### [Your assignment]
Copy every line from the records below that carries the word "struct".

** Source information follows **

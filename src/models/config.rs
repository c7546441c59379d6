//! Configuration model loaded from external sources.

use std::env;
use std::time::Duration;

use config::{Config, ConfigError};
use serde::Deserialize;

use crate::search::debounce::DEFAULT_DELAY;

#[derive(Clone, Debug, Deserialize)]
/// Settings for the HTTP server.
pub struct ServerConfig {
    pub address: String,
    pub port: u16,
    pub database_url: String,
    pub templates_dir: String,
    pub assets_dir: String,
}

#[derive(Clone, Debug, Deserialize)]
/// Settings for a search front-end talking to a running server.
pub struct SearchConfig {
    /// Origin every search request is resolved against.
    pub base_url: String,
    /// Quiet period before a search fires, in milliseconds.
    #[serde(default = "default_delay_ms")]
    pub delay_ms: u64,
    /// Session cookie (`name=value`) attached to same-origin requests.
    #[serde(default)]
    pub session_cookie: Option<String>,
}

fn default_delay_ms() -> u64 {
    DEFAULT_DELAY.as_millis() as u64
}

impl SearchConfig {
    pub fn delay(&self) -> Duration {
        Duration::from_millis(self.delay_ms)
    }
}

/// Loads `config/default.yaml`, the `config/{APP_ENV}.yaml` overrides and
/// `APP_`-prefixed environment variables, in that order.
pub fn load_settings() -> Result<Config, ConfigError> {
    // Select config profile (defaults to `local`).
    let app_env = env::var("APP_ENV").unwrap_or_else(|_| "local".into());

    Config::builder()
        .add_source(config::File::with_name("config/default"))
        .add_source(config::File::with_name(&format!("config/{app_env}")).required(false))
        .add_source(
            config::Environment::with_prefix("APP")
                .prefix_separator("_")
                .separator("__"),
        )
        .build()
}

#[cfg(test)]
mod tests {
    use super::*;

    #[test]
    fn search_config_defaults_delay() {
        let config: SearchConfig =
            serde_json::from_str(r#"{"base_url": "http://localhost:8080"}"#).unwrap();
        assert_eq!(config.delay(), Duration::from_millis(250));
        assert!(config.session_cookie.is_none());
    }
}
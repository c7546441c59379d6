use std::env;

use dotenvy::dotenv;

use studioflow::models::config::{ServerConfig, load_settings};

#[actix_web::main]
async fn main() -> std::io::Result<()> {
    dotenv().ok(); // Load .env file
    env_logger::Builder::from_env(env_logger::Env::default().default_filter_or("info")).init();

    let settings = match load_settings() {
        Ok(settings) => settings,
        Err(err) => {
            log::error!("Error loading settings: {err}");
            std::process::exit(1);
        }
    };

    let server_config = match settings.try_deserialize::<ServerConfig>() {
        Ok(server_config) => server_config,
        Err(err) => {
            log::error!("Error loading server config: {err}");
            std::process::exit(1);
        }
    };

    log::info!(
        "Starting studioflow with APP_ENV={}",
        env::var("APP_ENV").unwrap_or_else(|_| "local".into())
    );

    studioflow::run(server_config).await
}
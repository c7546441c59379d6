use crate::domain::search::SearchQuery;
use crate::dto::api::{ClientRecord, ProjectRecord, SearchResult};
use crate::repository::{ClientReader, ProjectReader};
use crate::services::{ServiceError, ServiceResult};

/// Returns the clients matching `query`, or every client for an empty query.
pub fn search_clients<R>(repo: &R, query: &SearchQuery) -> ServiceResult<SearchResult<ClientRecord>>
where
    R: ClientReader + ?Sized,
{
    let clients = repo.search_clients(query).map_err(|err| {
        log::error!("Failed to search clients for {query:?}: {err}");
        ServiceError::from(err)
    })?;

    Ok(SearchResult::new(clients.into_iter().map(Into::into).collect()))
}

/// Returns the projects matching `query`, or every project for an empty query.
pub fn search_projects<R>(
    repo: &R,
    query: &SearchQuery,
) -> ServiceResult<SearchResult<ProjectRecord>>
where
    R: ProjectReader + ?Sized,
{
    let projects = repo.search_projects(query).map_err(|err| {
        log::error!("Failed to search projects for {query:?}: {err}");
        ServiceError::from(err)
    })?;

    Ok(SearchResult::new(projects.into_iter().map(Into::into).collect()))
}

** End of Source information **
** Source information follows **

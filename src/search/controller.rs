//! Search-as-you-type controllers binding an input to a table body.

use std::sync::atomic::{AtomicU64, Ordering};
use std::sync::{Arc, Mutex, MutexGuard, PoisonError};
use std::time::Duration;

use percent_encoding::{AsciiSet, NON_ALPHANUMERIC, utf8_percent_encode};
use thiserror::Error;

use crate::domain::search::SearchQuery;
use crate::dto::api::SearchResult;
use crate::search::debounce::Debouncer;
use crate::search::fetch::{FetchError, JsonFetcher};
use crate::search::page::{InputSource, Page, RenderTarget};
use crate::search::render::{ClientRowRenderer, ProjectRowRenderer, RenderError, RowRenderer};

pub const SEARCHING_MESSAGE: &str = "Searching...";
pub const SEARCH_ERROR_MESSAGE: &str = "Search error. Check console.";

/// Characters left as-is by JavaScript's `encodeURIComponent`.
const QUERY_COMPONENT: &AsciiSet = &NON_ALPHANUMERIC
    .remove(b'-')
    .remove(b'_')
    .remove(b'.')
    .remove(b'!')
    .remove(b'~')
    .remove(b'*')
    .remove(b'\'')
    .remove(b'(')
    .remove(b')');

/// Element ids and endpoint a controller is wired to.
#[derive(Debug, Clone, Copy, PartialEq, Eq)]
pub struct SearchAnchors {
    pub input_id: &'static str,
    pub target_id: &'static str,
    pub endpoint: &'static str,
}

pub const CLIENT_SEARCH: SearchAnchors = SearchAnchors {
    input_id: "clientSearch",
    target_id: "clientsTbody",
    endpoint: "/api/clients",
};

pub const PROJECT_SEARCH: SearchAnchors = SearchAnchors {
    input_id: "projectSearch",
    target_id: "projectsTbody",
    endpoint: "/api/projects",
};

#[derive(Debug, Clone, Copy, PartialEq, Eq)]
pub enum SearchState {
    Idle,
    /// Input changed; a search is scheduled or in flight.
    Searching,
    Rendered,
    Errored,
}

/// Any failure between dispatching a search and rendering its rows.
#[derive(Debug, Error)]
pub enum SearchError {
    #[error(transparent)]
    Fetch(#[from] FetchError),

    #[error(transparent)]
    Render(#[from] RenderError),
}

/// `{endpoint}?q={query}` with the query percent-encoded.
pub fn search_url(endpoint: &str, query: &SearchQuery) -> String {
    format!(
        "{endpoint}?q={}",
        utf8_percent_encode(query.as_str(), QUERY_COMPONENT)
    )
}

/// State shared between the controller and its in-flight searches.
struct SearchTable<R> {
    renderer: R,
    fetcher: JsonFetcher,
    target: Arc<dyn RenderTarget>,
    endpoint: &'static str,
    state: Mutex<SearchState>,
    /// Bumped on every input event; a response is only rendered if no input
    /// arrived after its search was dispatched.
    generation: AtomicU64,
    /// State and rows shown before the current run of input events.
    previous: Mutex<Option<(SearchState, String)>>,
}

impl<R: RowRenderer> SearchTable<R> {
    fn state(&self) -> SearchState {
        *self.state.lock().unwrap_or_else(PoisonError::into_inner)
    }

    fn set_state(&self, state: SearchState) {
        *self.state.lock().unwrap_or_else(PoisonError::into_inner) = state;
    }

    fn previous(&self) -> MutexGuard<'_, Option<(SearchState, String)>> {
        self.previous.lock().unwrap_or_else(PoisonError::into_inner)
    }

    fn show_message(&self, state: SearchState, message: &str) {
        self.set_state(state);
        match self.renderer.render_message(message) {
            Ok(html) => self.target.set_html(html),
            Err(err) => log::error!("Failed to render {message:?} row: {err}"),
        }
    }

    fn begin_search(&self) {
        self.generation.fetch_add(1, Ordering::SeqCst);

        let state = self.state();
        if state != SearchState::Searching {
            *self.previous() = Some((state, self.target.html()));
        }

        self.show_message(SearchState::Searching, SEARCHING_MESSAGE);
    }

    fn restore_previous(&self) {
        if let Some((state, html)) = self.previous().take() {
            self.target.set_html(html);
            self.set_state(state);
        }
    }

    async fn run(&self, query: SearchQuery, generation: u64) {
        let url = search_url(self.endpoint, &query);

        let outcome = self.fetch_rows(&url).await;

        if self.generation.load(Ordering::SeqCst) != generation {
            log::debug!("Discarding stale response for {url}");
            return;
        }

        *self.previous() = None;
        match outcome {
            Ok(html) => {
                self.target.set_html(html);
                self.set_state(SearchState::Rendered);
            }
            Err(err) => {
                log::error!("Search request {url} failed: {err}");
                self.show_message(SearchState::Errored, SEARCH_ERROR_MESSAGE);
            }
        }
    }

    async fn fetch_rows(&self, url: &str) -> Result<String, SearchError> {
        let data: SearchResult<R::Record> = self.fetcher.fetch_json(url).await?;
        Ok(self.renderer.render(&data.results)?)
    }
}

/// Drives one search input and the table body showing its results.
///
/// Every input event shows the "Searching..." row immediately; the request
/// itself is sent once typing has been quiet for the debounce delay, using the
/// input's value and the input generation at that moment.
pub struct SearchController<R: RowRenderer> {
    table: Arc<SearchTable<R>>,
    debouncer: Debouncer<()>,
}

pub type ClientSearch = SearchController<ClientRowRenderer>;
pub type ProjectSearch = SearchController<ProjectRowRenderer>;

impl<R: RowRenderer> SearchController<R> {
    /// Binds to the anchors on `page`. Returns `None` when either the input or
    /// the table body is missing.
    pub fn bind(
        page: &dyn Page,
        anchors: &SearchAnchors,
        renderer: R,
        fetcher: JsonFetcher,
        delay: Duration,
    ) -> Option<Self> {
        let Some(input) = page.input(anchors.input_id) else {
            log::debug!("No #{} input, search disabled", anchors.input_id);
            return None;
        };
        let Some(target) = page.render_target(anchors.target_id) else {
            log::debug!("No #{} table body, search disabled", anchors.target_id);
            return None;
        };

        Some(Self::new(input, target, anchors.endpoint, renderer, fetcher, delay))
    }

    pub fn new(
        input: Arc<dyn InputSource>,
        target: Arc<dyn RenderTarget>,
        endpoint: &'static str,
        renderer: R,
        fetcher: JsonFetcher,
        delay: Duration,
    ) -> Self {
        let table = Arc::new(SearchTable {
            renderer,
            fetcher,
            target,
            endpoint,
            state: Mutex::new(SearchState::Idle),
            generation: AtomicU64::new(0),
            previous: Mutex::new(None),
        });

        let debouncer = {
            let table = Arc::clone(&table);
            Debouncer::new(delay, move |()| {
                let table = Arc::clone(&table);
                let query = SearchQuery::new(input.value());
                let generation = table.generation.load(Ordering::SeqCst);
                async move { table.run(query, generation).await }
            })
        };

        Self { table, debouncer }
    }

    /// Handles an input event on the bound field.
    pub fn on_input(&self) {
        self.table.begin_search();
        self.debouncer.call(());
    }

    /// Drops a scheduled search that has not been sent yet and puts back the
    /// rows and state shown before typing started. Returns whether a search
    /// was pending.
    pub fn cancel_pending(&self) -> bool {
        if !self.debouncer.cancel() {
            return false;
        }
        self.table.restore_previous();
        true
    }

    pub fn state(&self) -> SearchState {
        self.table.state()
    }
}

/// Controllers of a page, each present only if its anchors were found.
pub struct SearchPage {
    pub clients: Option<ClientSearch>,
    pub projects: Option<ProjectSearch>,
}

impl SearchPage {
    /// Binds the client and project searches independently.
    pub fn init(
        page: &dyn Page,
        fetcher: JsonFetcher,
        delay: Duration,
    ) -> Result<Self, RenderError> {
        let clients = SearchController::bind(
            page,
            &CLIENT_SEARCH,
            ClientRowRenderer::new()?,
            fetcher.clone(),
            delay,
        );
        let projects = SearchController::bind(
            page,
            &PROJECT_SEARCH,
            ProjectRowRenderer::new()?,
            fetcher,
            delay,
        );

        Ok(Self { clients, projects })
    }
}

** End of Source information **
** Source information follows **

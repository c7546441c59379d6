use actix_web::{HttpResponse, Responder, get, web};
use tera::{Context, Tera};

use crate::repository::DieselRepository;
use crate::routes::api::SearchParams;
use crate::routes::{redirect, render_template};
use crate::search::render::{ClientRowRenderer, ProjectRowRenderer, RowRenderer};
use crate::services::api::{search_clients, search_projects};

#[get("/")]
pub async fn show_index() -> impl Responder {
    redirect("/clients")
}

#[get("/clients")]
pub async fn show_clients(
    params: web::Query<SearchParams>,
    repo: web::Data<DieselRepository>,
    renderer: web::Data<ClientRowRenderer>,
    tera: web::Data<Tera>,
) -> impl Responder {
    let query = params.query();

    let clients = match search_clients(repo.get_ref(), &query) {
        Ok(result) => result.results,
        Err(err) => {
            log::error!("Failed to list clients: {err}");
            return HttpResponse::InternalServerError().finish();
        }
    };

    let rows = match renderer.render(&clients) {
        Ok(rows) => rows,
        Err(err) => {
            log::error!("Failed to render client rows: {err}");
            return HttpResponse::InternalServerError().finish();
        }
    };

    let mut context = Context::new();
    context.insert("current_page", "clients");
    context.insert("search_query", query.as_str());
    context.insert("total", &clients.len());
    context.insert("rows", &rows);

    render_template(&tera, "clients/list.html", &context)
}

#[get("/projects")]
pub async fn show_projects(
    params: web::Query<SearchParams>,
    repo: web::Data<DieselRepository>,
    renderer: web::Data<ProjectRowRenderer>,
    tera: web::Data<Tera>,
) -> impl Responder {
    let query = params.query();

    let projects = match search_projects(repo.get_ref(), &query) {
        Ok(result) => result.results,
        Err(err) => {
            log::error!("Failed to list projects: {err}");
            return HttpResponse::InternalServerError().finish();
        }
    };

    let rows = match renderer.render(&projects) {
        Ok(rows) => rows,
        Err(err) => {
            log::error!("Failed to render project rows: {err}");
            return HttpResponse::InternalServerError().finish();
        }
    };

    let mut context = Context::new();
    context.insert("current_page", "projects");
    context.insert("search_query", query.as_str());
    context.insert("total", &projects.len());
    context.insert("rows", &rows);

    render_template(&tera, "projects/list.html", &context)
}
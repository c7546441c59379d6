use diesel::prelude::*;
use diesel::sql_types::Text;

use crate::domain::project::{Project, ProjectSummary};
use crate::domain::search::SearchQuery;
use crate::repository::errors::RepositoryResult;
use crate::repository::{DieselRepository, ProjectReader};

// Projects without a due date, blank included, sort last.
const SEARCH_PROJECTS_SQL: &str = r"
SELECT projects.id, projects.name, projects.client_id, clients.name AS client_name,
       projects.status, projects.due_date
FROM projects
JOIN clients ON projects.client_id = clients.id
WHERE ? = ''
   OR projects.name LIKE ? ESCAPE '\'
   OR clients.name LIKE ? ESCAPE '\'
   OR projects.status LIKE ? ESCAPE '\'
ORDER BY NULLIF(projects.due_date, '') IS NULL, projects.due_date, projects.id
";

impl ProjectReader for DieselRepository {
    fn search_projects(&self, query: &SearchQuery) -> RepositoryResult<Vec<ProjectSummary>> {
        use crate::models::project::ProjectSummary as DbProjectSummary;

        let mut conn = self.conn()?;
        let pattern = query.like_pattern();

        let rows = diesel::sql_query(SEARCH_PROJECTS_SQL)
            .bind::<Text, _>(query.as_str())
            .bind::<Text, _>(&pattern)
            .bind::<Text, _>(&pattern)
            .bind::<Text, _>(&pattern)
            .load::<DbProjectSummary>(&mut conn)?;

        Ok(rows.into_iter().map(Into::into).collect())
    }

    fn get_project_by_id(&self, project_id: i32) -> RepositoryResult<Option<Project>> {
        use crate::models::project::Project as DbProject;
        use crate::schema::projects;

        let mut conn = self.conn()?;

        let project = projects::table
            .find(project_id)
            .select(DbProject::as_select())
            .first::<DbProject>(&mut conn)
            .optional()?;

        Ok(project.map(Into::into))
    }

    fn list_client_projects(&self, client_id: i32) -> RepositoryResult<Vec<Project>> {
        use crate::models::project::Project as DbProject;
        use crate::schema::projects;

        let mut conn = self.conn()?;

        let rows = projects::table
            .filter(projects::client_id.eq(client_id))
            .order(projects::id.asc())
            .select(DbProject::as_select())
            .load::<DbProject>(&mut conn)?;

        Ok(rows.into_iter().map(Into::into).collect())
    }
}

** End of Source information **

### [Written reply]
pub struct ServerConfig {
pub struct SearchConfig {
pub struct SearchAnchors {
struct SearchTable<R> {
pub struct SearchController<R: RowRenderer> {
pub struct SearchPage {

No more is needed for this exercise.